EXERCISE PROMPT:
Exactly as they appear, copy the lines of the listing from the one containing "to direct callers." through the final line, both included, and nothing else.

RECORDS SHOWN:

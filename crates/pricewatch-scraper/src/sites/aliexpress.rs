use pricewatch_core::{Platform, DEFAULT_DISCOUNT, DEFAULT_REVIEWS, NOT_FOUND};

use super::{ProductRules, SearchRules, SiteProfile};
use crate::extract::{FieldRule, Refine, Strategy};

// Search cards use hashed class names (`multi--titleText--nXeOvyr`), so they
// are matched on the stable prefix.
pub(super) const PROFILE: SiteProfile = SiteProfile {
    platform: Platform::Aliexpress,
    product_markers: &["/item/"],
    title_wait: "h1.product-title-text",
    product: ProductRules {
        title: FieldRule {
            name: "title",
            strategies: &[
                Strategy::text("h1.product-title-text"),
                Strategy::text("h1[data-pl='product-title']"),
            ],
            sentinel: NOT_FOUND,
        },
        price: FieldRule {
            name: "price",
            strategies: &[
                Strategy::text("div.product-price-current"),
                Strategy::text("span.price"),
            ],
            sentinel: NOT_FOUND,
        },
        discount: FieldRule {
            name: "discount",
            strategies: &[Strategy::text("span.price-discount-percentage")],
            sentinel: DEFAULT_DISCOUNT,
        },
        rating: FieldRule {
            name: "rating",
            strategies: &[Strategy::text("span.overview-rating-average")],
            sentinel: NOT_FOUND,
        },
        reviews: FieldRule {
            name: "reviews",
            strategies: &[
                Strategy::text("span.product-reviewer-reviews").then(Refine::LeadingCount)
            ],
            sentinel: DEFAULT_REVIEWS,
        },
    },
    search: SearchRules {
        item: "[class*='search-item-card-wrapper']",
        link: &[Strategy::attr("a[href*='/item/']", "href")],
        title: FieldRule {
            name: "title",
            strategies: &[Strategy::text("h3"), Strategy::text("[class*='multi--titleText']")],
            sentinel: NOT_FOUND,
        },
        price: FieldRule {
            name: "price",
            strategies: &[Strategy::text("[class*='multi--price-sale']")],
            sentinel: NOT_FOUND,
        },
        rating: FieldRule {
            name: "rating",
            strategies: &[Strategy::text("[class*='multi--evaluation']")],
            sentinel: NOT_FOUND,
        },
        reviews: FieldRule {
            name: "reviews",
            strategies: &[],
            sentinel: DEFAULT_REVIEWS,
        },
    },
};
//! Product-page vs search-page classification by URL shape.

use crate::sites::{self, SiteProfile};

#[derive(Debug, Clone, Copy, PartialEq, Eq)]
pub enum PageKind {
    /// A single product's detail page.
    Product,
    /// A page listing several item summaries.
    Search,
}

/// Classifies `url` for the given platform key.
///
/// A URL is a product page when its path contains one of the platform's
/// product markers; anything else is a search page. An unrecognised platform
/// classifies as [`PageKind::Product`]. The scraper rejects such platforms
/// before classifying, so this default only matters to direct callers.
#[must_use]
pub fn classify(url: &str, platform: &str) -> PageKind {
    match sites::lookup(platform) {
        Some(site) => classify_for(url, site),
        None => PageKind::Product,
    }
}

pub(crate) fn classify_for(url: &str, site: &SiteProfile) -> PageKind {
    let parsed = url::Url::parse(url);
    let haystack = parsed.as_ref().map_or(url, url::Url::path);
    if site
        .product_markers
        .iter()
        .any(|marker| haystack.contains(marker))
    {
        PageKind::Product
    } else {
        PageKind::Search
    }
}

SOLUTION BELOW:
/// before classifying, so this default only matters to direct callers.
#[must_use]
pub fn classify(url: &str, platform: &str) -> PageKind {
    match sites::lookup(platform) {
        Some(site) => classify_for(url, site),
        None => PageKind::Product,
    }
}

pub(crate) fn classify_for(url: &str, site: &SiteProfile) -> PageKind {
    let parsed = url::Url::parse(url);
    let haystack = parsed.as_ref().map_or(url, url::Url::path);
    if site
        .product_markers
        .iter()
        .any(|marker| haystack.contains(marker))
    {
        PageKind::Product
    } else {
        PageKind::Search
    }
}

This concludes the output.